Start of EXTRACTED MATERIAL
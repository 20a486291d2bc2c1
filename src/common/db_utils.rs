// src/common/db_utils.rs

use std::{future::Future, time::Duration};

use sqlx::{PgPool, Postgres, Transaction};

use crate::common::error::AppError;

/// Limites de uma transação: espera para obter a conexão e duração total.
/// Operações em lote usam limites maiores que uma movimentação avulsa.
#[derive(Debug, Clone, Copy, PartialEq, Eq)]
pub struct TxOptions {
    pub acquire_timeout: Duration,
    pub execution_timeout: Duration,
}

impl TxOptions {
    pub fn new(acquire_timeout: Duration, execution_timeout: Duration) -> Self {
        Self { acquire_timeout, execution_timeout }
    }
}

impl Default for TxOptions {
    fn default() -> Self {
        Self::new(Duration::from_secs(3), Duration::from_secs(10))
    }
}

// ---
// Helper: abre a transação já com os limites aplicados
// ---
/// Obtém a conexão respeitando `acquire_timeout` e define o `statement_timeout`
/// local da transação (vale só até o commit/rollback).
pub(crate) async fn begin_bounded(
    pool: &PgPool,
    options: TxOptions,
) -> Result<Transaction<'static, Postgres>, AppError> {
    // 1. Adquire conexão e abre a transação (PoolTimedOut já vira TransactionTimeout)
    let mut tx = tokio::time::timeout(options.acquire_timeout, pool.begin())
        .await
        .map_err(|_| AppError::TransactionTimeout)??;

    // 2. Limite do lado do servidor
    sqlx::query("SELECT set_config('statement_timeout', $1, true)")
        .bind(options.execution_timeout.as_millis().to_string())
        .execute(&mut *tx)
        .await?;

    Ok(tx)
}

/// Executa a unidade de trabalho dentro do limite de execução.
/// Se o prazo estourar, o future é descartado junto com a transação (rollback).
pub(crate) async fn within_deadline<T, F>(options: TxOptions, work: F) -> Result<T, AppError>
where
    F: Future<Output = Result<T, AppError>>,
{
    match tokio::time::timeout(options.execution_timeout, work).await {
        Ok(result) => result,
        Err(_) => {
            tracing::warn!(
                "⏱️ Transação abortada após {:?}",
                options.execution_timeout
            );
            Err(AppError::TransactionTimeout)
        }
    }
}

/// Traduz violação de chave estrangeira em erro de referência.
pub(crate) fn map_reference_violation(e: sqlx::Error) -> AppError {
    if let sqlx::Error::Database(db_err) = &e {
        if db_err.is_foreign_key_violation() {
            let constraint = db_err.constraint().unwrap_or_default().to_string();
            return AppError::InvalidReference(constraint);
        }
    }
    e.into()
}

#[cfg(test)]
mod tests {
    use super::*;
    use assert_matches::assert_matches;

    #[tokio::test]
    async fn deadline_passes_through_results() {
        let options = TxOptions::new(Duration::from_millis(10), Duration::from_millis(200));
        let value = within_deadline(options, async { Ok::<_, AppError>(42) }).await;
        assert_matches!(value, Ok(42));
    }

    #[tokio::test]
    async fn deadline_turns_stalls_into_timeouts() {
        let options = TxOptions::new(Duration::from_millis(10), Duration::from_millis(20));
        let result = within_deadline(options, async {
            tokio::time::sleep(Duration::from_millis(500)).await;
            Ok::<_, AppError>(())
        })
        .await;
        assert_matches!(result, Err(AppError::TransactionTimeout));
    }
}
// src/config.rs

use std::{env, str::FromStr, time::Duration};

use anyhow::Context;
use sqlx::{postgres::PgPoolOptions, PgPool};

use crate::{
    common::db_utils::TxOptions,
    db::PgInventoryStore,
    services::{movement_validator::MovementLimits, MovementLedger, ProductService, UnitRegistry},
};

// ---
// Configuração lida do ambiente (.env opcional)
// ---
#[derive(Debug, Clone)]
pub struct AppConfig {
    pub database_url: String,
    pub jwt_secret: String,
    pub bind_addr: String,
    pub db_max_connections: u32,
    pub tx_options: TxOptions,
    pub batch_tx_options: TxOptions,
    pub unit_code_prefix: String,
    pub movement_limits: MovementLimits,
}

impl AppConfig {
    pub fn from_env() -> anyhow::Result<Self> {
        dotenvy::dotenv().ok();

        let database_url = env::var("DATABASE_URL").context("DATABASE_URL deve ser definida")?;
        let jwt_secret = env::var("JWT_SECRET").context("JWT_SECRET deve ser definido")?;

        let tx_options = TxOptions::new(
            Duration::from_secs(var_or("TX_ACQUIRE_TIMEOUT_SECS", 3)?),
            Duration::from_secs(var_or("TX_EXECUTION_TIMEOUT_SECS", 10)?),
        );
        // Lote cria dezenas de linhas: limites maiores.
        let batch_tx_options = TxOptions::new(
            Duration::from_secs(var_or("BATCH_TX_ACQUIRE_TIMEOUT_SECS", 10)?),
            Duration::from_secs(var_or("BATCH_TX_EXECUTION_TIMEOUT_SECS", 30)?),
        );

        Ok(Self {
            database_url,
            jwt_secret,
            bind_addr: env::var("BIND_ADDR").unwrap_or_else(|_| "0.0.0.0:3000".to_string()),
            db_max_connections: var_or("DB_MAX_CONNECTIONS", 5)?,
            tx_options,
            batch_tx_options,
            unit_code_prefix: env::var("UNIT_CODE_PREFIX").unwrap_or_else(|_| "SN-".to_string()),
            movement_limits: MovementLimits {
                max_units: var_or("MAX_UNITS_PER_MOVEMENT", MovementLimits::default().max_units)?,
            },
        })
    }
}

fn var_or<T>(key: &str, default: T) -> anyhow::Result<T>
where
    T: FromStr,
    T::Err: std::error::Error + Send + Sync + 'static,
{
    match env::var(key) {
        Ok(raw) => raw
            .trim()
            .parse()
            .with_context(|| format!("{key} inválida: {raw}")),
        Err(_) => Ok(default),
    }
}

// ---
// Estado compartilhado pelos handlers
// ---
#[derive(Clone)]
pub struct AppState {
    pub db_pool: PgPool,
    pub jwt_secret: String,
    pub movement_ledger: MovementLedger<PgInventoryStore>,
    pub product_service: ProductService<PgInventoryStore>,
}

impl AppState {
    pub async fn new(config: &AppConfig) -> anyhow::Result<Self> {
        let db_pool = PgPoolOptions::new()
            .max_connections(config.db_max_connections)
            // O limite de cada transação é aplicado no `begin`; o pool espera o maior deles.
            .acquire_timeout(config.tx_options.acquire_timeout.max(config.batch_tx_options.acquire_timeout))
            .connect(&config.database_url)
            .await
            .context("Falha ao conectar ao banco de dados")?;

        tracing::info!("✅ Conexão com o banco de dados estabelecida com sucesso!");

        // --- Monta o gráfico de dependências ---
        let store = PgInventoryStore::new(db_pool.clone());
        let movement_ledger = MovementLedger::new(
            store.clone(),
            UnitRegistry::new(config.unit_code_prefix.clone()),
            config.tx_options,
        )
        .with_limits(config.movement_limits);
        let product_service =
            ProductService::new(store, config.tx_options, config.batch_tx_options);

        Ok(Self {
            db_pool,
            jwt_secret: config.jwt_secret.clone(),
            movement_ledger,
            product_service,
        })
    }
}
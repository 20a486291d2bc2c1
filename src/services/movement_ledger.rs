// src/services/movement_ledger.rs

use rust_decimal::Decimal;
use uuid::Uuid;

use crate::{
    common::{
        db_utils::{within_deadline, TxOptions},
        error::AppError,
    },
    db::{InventoryStore, InventoryTx},
    models::movement::{
        CreateMovementPayload, Movement, MovementCommand, MovementHeader, NewMovement,
        StockChange, Transfer, ValidatedMovement,
    },
    services::{
        movement_validator::{validate_movement, MovementLimits},
        unit_registry::UnitRegistry,
    },
};

/// O livro-razão: único lugar que escreve saldo de produto e estado de unidades.
#[derive(Clone)]
pub struct MovementLedger<S: InventoryStore> {
    store: S,
    registry: UnitRegistry,
    tx_options: TxOptions,
    limits: MovementLimits,
}

// Resultado do passo 3 (ramo por classificação), antes de gravar o razão.
struct AppliedChange {
    quantity: i32,
    unit_ids: Vec<Uuid>,
    // None = transferência, o saldo não muda.
    new_quantity: Option<i32>,
    unit_cost: Option<Decimal>,
    list_price: Option<Decimal>,
    // Só a entrada atualiza custo e preço de lista do produto.
    reprices_product: bool,
}

impl<S: InventoryStore> MovementLedger<S> {
    pub fn new(store: S, registry: UnitRegistry, tx_options: TxOptions) -> Self {
        Self { store, registry, tx_options, limits: MovementLimits::default() }
    }

    pub fn with_limits(mut self, limits: MovementLimits) -> Self {
        self.limits = limits;
        self
    }

    // --- CREATE MOVEMENT ---
    /// Ponto de entrada único: valida, e só então abre a transação que
    /// aplica unidades + razão + saldo de uma vez.
    #[tracing::instrument(skip(self, payload), fields(movement_type = ?payload.movement_type_id))]
    pub async fn create_movement(
        &self,
        payload: CreateMovementPayload,
        created_by: Option<Uuid>,
    ) -> Result<Movement, AppError> {
        // As consultas de validação também respeitam o limite de espera.
        let validated = tokio::time::timeout(self.tx_options.acquire_timeout, self.validate(&payload))
            .await
            .map_err(|_| {
                tracing::warn!("⏱️ Validação abortada após {:?}", self.tx_options.acquire_timeout);
                AppError::TransactionTimeout
            })??;

        let mut tx = self.store.begin(self.tx_options).await?;
        let movement = within_deadline(self.tx_options, self.apply(&mut tx, validated, created_by)).await?;
        tx.commit().await?;

        tracing::info!(
            movement_id = %movement.id,
            product_id = %movement.product_id,
            quantity = movement.quantity,
            "✅ Movimentação registrada"
        );
        Ok(movement)
    }

    /// Histórico do produto, mais recente primeiro.
    pub async fn movement_history(&self, product_id: Uuid) -> Result<Vec<Movement>, AppError> {
        let mut tx = self.store.begin(self.tx_options).await?;
        if tx.find_product(product_id).await?.is_none() {
            return Err(AppError::ProductNotFound(product_id));
        }
        let movements = tx.product_movements(product_id).await?;
        tx.commit().await?;
        Ok(movements)
    }

    // Erros daqui nunca abrem transação.
    async fn validate(&self, payload: &CreateMovementPayload) -> Result<ValidatedMovement, AppError> {
        let type_id = payload.movement_type_id.ok_or(AppError::InvalidMovementType)?;
        let movement_type = self
            .store
            .movement_type(type_id)
            .await?
            .ok_or(AppError::InvalidMovementType)?;

        let validated = validate_movement(payload, &movement_type, &self.limits)?;

        if let Some(warehouse_id) = validated.header.warehouse_id {
            if !self.store.warehouse_exists(warehouse_id).await? {
                return Err(AppError::WarehouseNotFound(warehouse_id));
            }
        }
        if let Some(supplier_id) = validated.header.supplier_id {
            if !self.store.supplier_exists(supplier_id).await? {
                return Err(AppError::SupplierNotFound(supplier_id));
            }
        }
        Ok(validated)
    }

    async fn apply(
        &self,
        tx: &mut S::Tx,
        movement: ValidatedMovement,
        created_by: Option<Uuid>,
    ) -> Result<Movement, AppError> {
        let ValidatedMovement { header, command } = movement;

        // 1. Transferência sem produto: o dono da primeira unidade decide.
        let product_id = match &command {
            MovementCommand::Incoming(change) | MovementCommand::Outgoing(change) => change.product_id,
            MovementCommand::Lateral(transfer) => match transfer.product_id {
                Some(id) => id,
                None => {
                    let first = transfer
                        .unit_codes
                        .first()
                        .ok_or(AppError::MissingUnitIdentifiers)?;
                    self.registry.resolve_product_by_unit_code(tx, first).await?
                }
            },
        };

        // 2. Trava a linha do produto até o commit.
        let product = tx
            .lock_product(product_id)
            .await?
            .ok_or(AppError::ProductNotFound(product_id))?;

        // 3. Ramo por classificação.
        let applied = match command {
            MovementCommand::Incoming(change) => {
                self.apply_incoming(tx, product.id, &product.name, product.quantity, &header, change)
                    .await?
            }
            MovementCommand::Outgoing(change) => {
                self.apply_outgoing(tx, product.id, product.quantity, change).await?
            }
            MovementCommand::Lateral(transfer) => self.apply_lateral(tx, product.id, transfer).await?,
        };

        // 4. Grava o razão e liga as unidades tocadas.
        let movement = tx
            .insert_movement(&NewMovement {
                product_id: product.id,
                movement_type_id: header.movement_type_id,
                quantity: applied.quantity,
                unit_cost: applied.unit_cost,
                list_price: applied.list_price,
                warehouse_id: header.warehouse_id,
                supplier_id: header.supplier_id,
                created_by,
                comment: header.comment,
            })
            .await?;
        tx.link_movement_units(movement.id, &applied.unit_ids).await?;

        // 5. Saldo agregado (transferência não altera).
        if let Some(new_quantity) = applied.new_quantity {
            let (cost, list_price) = if applied.reprices_product {
                (applied.unit_cost, applied.list_price)
            } else {
                (None, None)
            };
            tx.update_product_stock(product.id, new_quantity, cost, list_price)
                .await?;
        }

        Ok(movement)
    }

    async fn apply_incoming(
        &self,
        tx: &mut S::Tx,
        product_id: Uuid,
        product_name: &str,
        current: i32,
        header: &MovementHeader,
        change: StockChange,
    ) -> Result<AppliedChange, AppError> {
        let unit_ids = self
            .registry
            .create_units(
                tx,
                product_id,
                change.quantity as usize,
                &change.unit_codes,
                product_name,
                header.warehouse_id,
            )
            .await?;

        let new_quantity = current
            .checked_add(change.quantity)
            .ok_or(AppError::QuantityOverflow)?;

        Ok(AppliedChange {
            quantity: change.quantity,
            unit_ids,
            new_quantity: Some(new_quantity),
            unit_cost: Some(change.unit_cost),
            list_price: change.list_price,
            reprices_product: true,
        })
    }

    async fn apply_outgoing(
        &self,
        tx: &mut S::Tx,
        product_id: Uuid,
        current: i32,
        change: StockChange,
    ) -> Result<AppliedChange, AppError> {
        // Explícitas primeiro (tudo ou nada); o restante sai das mais antigas.
        let mut unit_ids = if change.unit_codes.is_empty() {
            Vec::new()
        } else {
            self.registry
                .retire_units(tx, product_id, &change.unit_codes)
                .await?
        };
        let remaining = (change.quantity as usize).saturating_sub(unit_ids.len());
        let oldest = self
            .registry
            .retire_oldest(tx, product_id, &unit_ids, remaining)
            .await?;
        unit_ids.extend(oldest);

        let new_quantity = current - change.quantity;
        if new_quantity < 0 {
            tracing::warn!(%product_id, current, requested = change.quantity, "Saída recusada");
            return Err(AppError::NegativeResultingQuantity {
                current,
                requested: change.quantity,
            });
        }

        Ok(AppliedChange {
            quantity: change.quantity,
            unit_ids,
            new_quantity: Some(new_quantity),
            unit_cost: Some(change.unit_cost),
            list_price: None,
            reprices_product: false,
        })
    }

    async fn apply_lateral(
        &self,
        tx: &mut S::Tx,
        product_id: Uuid,
        transfer: Transfer,
    ) -> Result<AppliedChange, AppError> {
        let unit_ids = self
            .registry
            .relocate_units(tx, product_id, &transfer.unit_codes, transfer.warehouse_id)
            .await?;

        Ok(AppliedChange {
            quantity: transfer.quantity,
            unit_ids,
            new_quantity: None,
            unit_cost: transfer.unit_cost,
            list_price: None,
            reprices_product: false,
        })
    }
}
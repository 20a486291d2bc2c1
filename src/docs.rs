// src/docs.rs

use utoipa::openapi::security::{Http, HttpAuthScheme, SecurityScheme};
use utoipa::OpenApi;

use crate::{handlers, models, services};

#[derive(OpenApi)]
#[openapi(
    paths(
        // --- Movimentações ---
        handlers::movements::create_movement,
        handlers::movements::list_product_movements,

        // --- Produtos ---
        handlers::products::create_product,
        handlers::products::create_product_batch,
        handlers::products::get_unit_locations,
        handlers::products::list_product_units,
    ),
    components(
        schemas(
            models::catalog::MovementType,
            models::movement::Movement,
            models::movement::CreateMovementPayload,
            models::movement::MovementCreated,
            models::product::Product,
            models::product::UnitLocation,
            models::unit::Unit,

            // --- Payloads ---
            handlers::products::ProductBasePayload,
            handlers::products::CreateProductPayload,
            handlers::products::CreateProductBatchPayload,
            handlers::products::ProductBatchCreated,
            services::variant_generator::VariantOptions,
        )
    ),
    tags(
        (name = "Inventory", description = "Razão de movimentações, unidades serializadas e variantes")
    ),
    modifiers(&SecurityAddon)
)]
pub struct ApiDoc;

struct SecurityAddon;

impl utoipa::Modify for SecurityAddon {
    fn modify(&self, openapi: &mut utoipa::openapi::OpenApi) {
        let components = openapi.components.get_or_insert_with(Default::default);
        components.add_security_scheme(
            "api_jwt",
            SecurityScheme::Http(Http::new(HttpAuthScheme::Bearer)),
        );
    }
}

#[cfg(test)]
mod tests {
    use super::*;

    #[test]
    fn document_lists_every_route() {
        let doc = ApiDoc::openapi();
        for path in [
            "/api/inventory/movements",
            "/api/inventory/products",
            "/api/inventory/products/batch",
            "/api/inventory/products/{id}/locations",
            "/api/inventory/products/{id}/units",
            "/api/inventory/products/{id}/movements",
        ] {
            assert!(doc.paths.paths.contains_key(path), "faltando {path}");
        }
    }
}
// src/models/catalog.rs

use serde::{Deserialize, Serialize};
use sqlx::FromRow;
use utoipa::ToSchema;
use uuid::Uuid;

// Cadastro de tipos de movimentação.
// As duas flags vêm do banco; fora daqui só se usa `MovementClass`.
#[derive(Debug, Clone, Serialize, Deserialize, FromRow, ToSchema)]
#[serde(rename_all = "camelCase")]
pub struct MovementType {
    pub id: Uuid,
    #[schema(example = "Compra de fornecedor")]
    pub name: String,
    pub is_incoming: bool,
    pub is_outgoing: bool,
    pub active: bool,
}

#[derive(Debug, Clone, Copy, PartialEq, Eq, Serialize, Deserialize, ToSchema)]
#[serde(rename_all = "SCREAMING_SNAKE_CASE")]
pub enum MovementClass {
    Incoming,
    Outgoing,
    Lateral,
}

impl MovementType {
    /// Deriva a classificação uma única vez, na borda.
    /// Nenhuma flag ligada = transferência entre depósitos.
    pub fn classify(&self) -> MovementClass {
        if self.is_incoming {
            MovementClass::Incoming
        } else if self.is_outgoing {
            MovementClass::Outgoing
        } else {
            MovementClass::Lateral
        }
    }
}
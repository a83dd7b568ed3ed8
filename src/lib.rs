pub mod cache;
pub mod cancel;
pub mod coverage;
pub mod elevation;
pub mod error;
pub mod geo;
pub mod io;
pub mod physics;
pub mod plugin;
pub mod render;
pub mod terrain;

#[cfg(test)]
mod tests;

pub use coverage::{CoverageEngine, CoverageRaster, Origin, RasterConfig};
pub use error::{AnalysisError, AnalysisResult};
pub use geo::GeoPoint;
pub use physics::link_budget::{LinkBudgetConfig, PropagationModel};
pub use physics::los::{LineOfSightAnalyzer, LosRequest, LosResult, LosSettings};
End of EXTRACTED MATERIAL
WHAT IS EXPECTED: Tell me how many lines of the records include the word "commit", and say nothing else.

FINISHED TASK: 4